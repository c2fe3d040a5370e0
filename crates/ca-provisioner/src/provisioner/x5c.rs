//! X5C provisioner: tokens signed by a certificate chaining to configured
//! roots.

use ca_pki::Certificate;
use serde::{Deserialize, Serialize};
use x509_parser::pem::Pem;

use super::{
    check_subject, check_token, finish_options, subject_validators, unauthorized, ProvisionerBase,
    ProvisionerType,
};
use crate::claims::Config;
use crate::error::{Error, Result};
use crate::extension::ProvisionerExtension;
use crate::request::{Credential, X5cCredential};
use crate::sign_options::SignOption;

/// A provisioner accepting tokens whose `x5c` leaf chains to `roots`.
#[derive(Debug, Clone, Serialize, Deserialize)]
pub struct X5c {
    #[serde(flatten)]
    pub(super) base: ProvisionerBase,
    /// PEM bundle of trusted root certificates.
    #[serde(default)]
    pub roots: String,
    #[serde(skip)]
    parsed_roots: Vec<Certificate>,
}

impl X5c {
    /// Creates an X5C provisioner trusting the PEM `roots`.
    #[must_use]
    pub fn new(name: impl Into<String>, roots: impl Into<String>) -> Self {
        Self {
            base: ProvisionerBase::new(ProvisionerType::X5c.as_str(), name),
            roots: roots.into(),
            parsed_roots: Vec::new(),
        }
    }

    fn id(&self) -> String {
        ProvisionerType::X5c.id_for(&self.base.name)
    }

    /// Trusted roots parsed at `init`.
    #[must_use]
    pub fn trusted_roots(&self) -> &[Certificate] {
        &self.parsed_roots
    }

    pub(super) fn init(&mut self, config: &Config) -> Result<()> {
        self.base.check_identity()?;

        // Blocks that are not certificates are skipped.
        let roots = Pem::iter_from_buffer(self.roots.as_bytes())
            .filter_map(std::result::Result::ok)
            .filter(|pem| pem.label == "CERTIFICATE")
            .map(|pem| Certificate::from_der(&pem.contents))
            .collect::<std::result::Result<Vec<_>, _>>()?;
        if roots.is_empty() {
            return Err(Error::InvalidConfig {
                reason: "no x509 certificates found in roots attribute".into(),
            });
        }

        self.base.bind(config)?;
        self.parsed_roots = roots;
        Ok(())
    }

    fn authorize_token<'a>(&self, credential: &'a Credential, audiences: &[String]) -> Result<&'a X5cCredential> {
        let id = self.id();
        let Credential::X5c(x5c) = credential else {
            return Err(unauthorized(
                &id,
                format!("expected an x5c token, got {}", credential.kind()),
            ));
        };
        check_token(&id, &x5c.claims, &self.base.name, audiences)?;
        check_subject(&id, &x5c.claims)?;
        Ok(x5c)
    }

    pub(super) fn authorize_sign(&self, credential: &Credential) -> Result<Vec<SignOption>> {
        let id = self.id();
        let claimer = self.base.claimer(&id)?;
        let x5c = self.authorize_token(credential, &self.base.audiences.sign)?;
        let validators = subject_validators(&id, &x5c.claims)?;
        Ok(finish_options(
            validators,
            SignOption::LimitDuration {
                duration: claimer.default_tls_cert_duration(),
                not_after: x5c.leaf_not_after,
            },
            ProvisionerExtension::new(ProvisionerType::X5c, &self.base.name, ""),
            claimer,
        ))
    }

    pub(super) fn authorize_revoke(&self, credential: &Credential) -> Result<()> {
        self.base.claimer(&self.id())?;
        self.authorize_token(credential, &self.base.audiences.revoke)?;
        Ok(())
    }
}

- - - - - - -

#### [DIRECTIONS FOR THIS TASK]
The entire listing above, every line of it, should be copied out exactly.

#### [PROBLEM SOLUTION]
repository c2fe3d040a5370e0
filename crates/ca-provisioner/src/provisioner/x5c.rs
//! X5C provisioner: tokens signed by a certificate chaining to configured
//! roots.

use ca_pki::Certificate;
use serde::{Deserialize, Serialize};
use x509_parser::pem::Pem;

use super::{
    check_subject, check_token, finish_options, subject_validators, unauthorized, ProvisionerBase,
    ProvisionerType,
};
use crate::claims::Config;
use crate::error::{Error, Result};
use crate::extension::ProvisionerExtension;
use crate::request::{Credential, X5cCredential};
use crate::sign_options::SignOption;

/// A provisioner accepting tokens whose `x5c` leaf chains to `roots`.
#[derive(Debug, Clone, Serialize, Deserialize)]
pub struct X5c {
    #[serde(flatten)]
    pub(super) base: ProvisionerBase,
    /// PEM bundle of trusted root certificates.
    #[serde(default)]
    pub roots: String,
    #[serde(skip)]
    parsed_roots: Vec<Certificate>,
}

impl X5c {
    /// Creates an X5C provisioner trusting the PEM `roots`.
    #[must_use]
    pub fn new(name: impl Into<String>, roots: impl Into<String>) -> Self {
        Self {
            base: ProvisionerBase::new(ProvisionerType::X5c.as_str(), name),
            roots: roots.into(),
            parsed_roots: Vec::new(),
        }
    }

    fn id(&self) -> String {
        ProvisionerType::X5c.id_for(&self.base.name)
    }

    /// Trusted roots parsed at `init`.
    #[must_use]
    pub fn trusted_roots(&self) -> &[Certificate] {
        &self.parsed_roots
    }

    pub(super) fn init(&mut self, config: &Config) -> Result<()> {
        self.base.check_identity()?;

        // Blocks that are not certificates are skipped.
        let roots = Pem::iter_from_buffer(self.roots.as_bytes())
            .filter_map(std::result::Result::ok)
            .filter(|pem| pem.label == "CERTIFICATE")
            .map(|pem| Certificate::from_der(&pem.contents))
            .collect::<std::result::Result<Vec<_>, _>>()?;
        if roots.is_empty() {
            return Err(Error::InvalidConfig {
                reason: "no x509 certificates found in roots attribute".into(),
            });
        }

        self.base.bind(config)?;
        self.parsed_roots = roots;
        Ok(())
    }

    fn authorize_token<'a>(&self, credential: &'a Credential, audiences: &[String]) -> Result<&'a X5cCredential> {
        let id = self.id();
        let Credential::X5c(x5c) = credential else {
            return Err(unauthorized(
                &id,
                format!("expected an x5c token, got {}", credential.kind()),
            ));
        };
        check_token(&id, &x5c.claims, &self.base.name, audiences)?;
        check_subject(&id, &x5c.claims)?;
        Ok(x5c)
    }

    pub(super) fn authorize_sign(&self, credential: &Credential) -> Result<Vec<SignOption>> {
        let id = self.id();
        let claimer = self.base.claimer(&id)?;
        let x5c = self.authorize_token(credential, &self.base.audiences.sign)?;
        let validators = subject_validators(&id, &x5c.claims)?;
        Ok(finish_options(
            validators,
            SignOption::LimitDuration {
                duration: claimer.default_tls_cert_duration(),
                not_after: x5c.leaf_not_after,
            },
            ProvisionerExtension::new(ProvisionerType::X5c, &self.base.name, ""),
            claimer,
        ))
    }

    pub(super) fn authorize_revoke(&self, credential: &Credential) -> Result<()> {
        self.base.claimer(&self.id())?;
        self.authorize_token(credential, &self.base.audiences.revoke)?;
        Ok(())
    }
}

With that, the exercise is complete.